_What you should do_.
Start with the first line of the data and end with the line that holds "pub fn contains(&self, epoch: usize)"; write out each one exactly.

_Record excerpts_.
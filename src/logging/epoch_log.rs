use std::{collections::BTreeMap, fmt, fs, marker::PhantomData, path::Path};

use serde::{
    de::{self, MapAccess, Visitor},
    ser::SerializeMap,
    Deserialize, Deserializer, Serialize, Serializer,
};
use serde_json::ser::PrettyFormatter;

use crate::error::{NeuralTrackError, Result};

const EPOCH_KEY_PREFIX: &str = "epoch_";
const INDENT: &[u8] = b"    ";

/// An in-memory log of per-epoch records.
///
/// On disk it is a JSON object whose keys are `epoch_<N>`, written in
/// ascending epoch order.
#[derive(Debug, Clone, PartialEq)]
pub struct EpochLog<R> {
    records: BTreeMap<usize, R>,
}

impl<R> EpochLog<R> {
    /// Creates an empty `EpochLog`.
    pub fn new() -> Self {
        Self {
            records: BTreeMap::new(),
        }
    }

    /// Stores `record` under `epoch`, replacing any previous record for it.
    ///
    /// # Returns
    /// The replaced record, if there was one.
    pub fn insert(&mut self, epoch: usize, record: R) -> Option<R> {
        self.records.insert(epoch, record)
    }

    pub fn get(&self, epoch: usize) -> Option<&R> {
        self.records.get(&epoch)
    }

    pub fn contains(&self, epoch: usize) -> bool {
        self.records.contains_key(&epoch)
    }

    /// Returns the logged epochs in ascending order.
    pub fn epochs(&self) -> impl Iterator<Item = usize> + '_ {
        self.records.keys().copied()
    }

    /// Returns the logged records in ascending epoch order.
    pub fn iter(&self) -> impl Iterator<Item = (usize, &R)> {
        self.records.iter().map(|(epoch, record)| (*epoch, record))
    }

    pub fn len(&self) -> usize {
        self.records.len()
    }

    pub fn is_empty(&self) -> bool {
        self.records.is_empty()
    }
}

impl<R> Default for EpochLog<R> {
    fn default() -> Self {
        Self::new()
    }
}

impl<R: Serialize> EpochLog<R> {
    /// Overwrites the file at `path` with this whole log as pretty printed JSON.
    ///
    /// # Arguments
    /// * `path` - The destination of the log.
    ///
    /// # Errors
    /// Returns an error if the log can't be encoded or the file can't be written.
    pub fn write_to(&self, path: &Path) -> Result<()> {
        let buf = to_pretty_json(self)?;
        fs::write(path, buf)?;
        Ok(())
    }
}

impl<R: for<'de> Deserialize<'de>> EpochLog<R> {
    /// Reads a whole log from the file at `path`.
    ///
    /// # Arguments
    /// * `path` - The location of the log.
    ///
    /// # Errors
    /// `MissingLog` if there's no file at `path`, otherwise an io or decoding error.
    pub fn read_from(path: &Path) -> Result<Self> {
        if !path.exists() {
            return Err(NeuralTrackError::MissingLog {
                path: path.to_path_buf(),
            });
        }

        let content = fs::read_to_string(path)?;
        Ok(serde_json::from_str(&content)?)
    }
}

/// Builds the top level key of an epoch record.
pub fn epoch_key(epoch: usize) -> String {
    format!("{EPOCH_KEY_PREFIX}{epoch}")
}

/// Parses a top level key of the form `epoch_<N>`.
///
/// Only the form written by [`epoch_key`] is accepted: `N` is plain decimal
/// digits without a sign or leading zeros.
///
/// # Errors
/// `InvalidEpochKey` if `key` does not follow that form.
pub fn parse_epoch_key(key: &str) -> Result<usize> {
    key.strip_prefix(EPOCH_KEY_PREFIX)
        .filter(|n| is_canonical_number(n))
        .and_then(|n| n.parse().ok())
        .ok_or_else(|| NeuralTrackError::InvalidEpochKey {
            key: key.to_string(),
        })
}

fn is_canonical_number(n: &str) -> bool {
    match n.as_bytes() {
        [] => false,
        [b'0'] => true,
        [b'0', ..] => false,
        digits => digits.iter().all(u8::is_ascii_digit),
    }
}

/// Creates a log file holding an empty record mapping if nothing exists at `path`.
pub(crate) fn ensure_log_file(path: &Path) -> Result<()> {
    if !path.exists() {
        EpochLog::<()>::new().write_to(path)?;
    }

    Ok(())
}

/// Encodes `value` as JSON indented with 4 spaces.
pub(crate) fn to_pretty_json<T: Serialize + ?Sized>(value: &T) -> Result<Vec<u8>> {
    let mut buf = Vec::new();
    let formatter = PrettyFormatter::with_indent(INDENT);
    let mut ser = serde_json::Serializer::with_formatter(&mut buf, formatter);
    value.serialize(&mut ser)?;
    Ok(buf)
}

impl<R: Serialize> Serialize for EpochLog<R> {
    fn serialize<S: Serializer>(&self, serializer: S) -> std::result::Result<S::Ok, S::Error> {
        let mut map = serializer.serialize_map(Some(self.records.len()))?;
        for (epoch, record) in &self.records {
            map.serialize_entry(&epoch_key(*epoch), record)?;
        }
        map.end()
    }
}

impl<'de, R: Deserialize<'de>> Deserialize<'de> for EpochLog<R> {
    fn deserialize<D: Deserializer<'de>>(deserializer: D) -> std::result::Result<Self, D::Error> {
        deserializer.deserialize_map(EpochLogVisitor(PhantomData))
    }
}

struct EpochLogVisitor<R>(PhantomData<R>);

impl<'de, R: Deserialize<'de>> Visitor<'de> for EpochLogVisitor<R> {
    type Value = EpochLog<R>;

    fn expecting(&self, f: &mut fmt::Formatter<'_>) -> fmt::Result {
        write!(f, "a map keyed by `epoch_<N>`")
    }

    fn visit_map<A>(self, mut access: A) -> std::result::Result<Self::Value, A::Error>
    where
        A: MapAccess<'de>,
    {
        let mut log = EpochLog::new();
        while let Some(key) = access.next_key::<String>()? {
            let epoch = parse_epoch_key(&key).map_err(de::Error::custom)?;
            if log.contains(epoch) {
                return Err(de::Error::custom(format!("duplicate key '{key}'")));
            }
            log.insert(epoch, access.next_value()?);
        }
        Ok(log)
    }
}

_Task output_.
filename src/logging/epoch_log.rs
use std::{collections::BTreeMap, fmt, fs, marker::PhantomData, path::Path};

use serde::{
    de::{self, MapAccess, Visitor},
    ser::SerializeMap,
    Deserialize, Deserializer, Serialize, Serializer,
};
use serde_json::ser::PrettyFormatter;

use crate::error::{NeuralTrackError, Result};

const EPOCH_KEY_PREFIX: &str = "epoch_";
const INDENT: &[u8] = b"    ";

/// An in-memory log of per-epoch records.
///
/// On disk it is a JSON object whose keys are `epoch_<N>`, written in
/// ascending epoch order.
#[derive(Debug, Clone, PartialEq)]
pub struct EpochLog<R> {
    records: BTreeMap<usize, R>,
}

impl<R> EpochLog<R> {
    /// Creates an empty `EpochLog`.
    pub fn new() -> Self {
        Self {
            records: BTreeMap::new(),
        }
    }

    /// Stores `record` under `epoch`, replacing any previous record for it.
    ///
    /// # Returns
    /// The replaced record, if there was one.
    pub fn insert(&mut self, epoch: usize, record: R) -> Option<R> {
        self.records.insert(epoch, record)
    }

    pub fn get(&self, epoch: usize) -> Option<&R> {
        self.records.get(&epoch)
    }

    pub fn contains(&self, epoch: usize) -> bool {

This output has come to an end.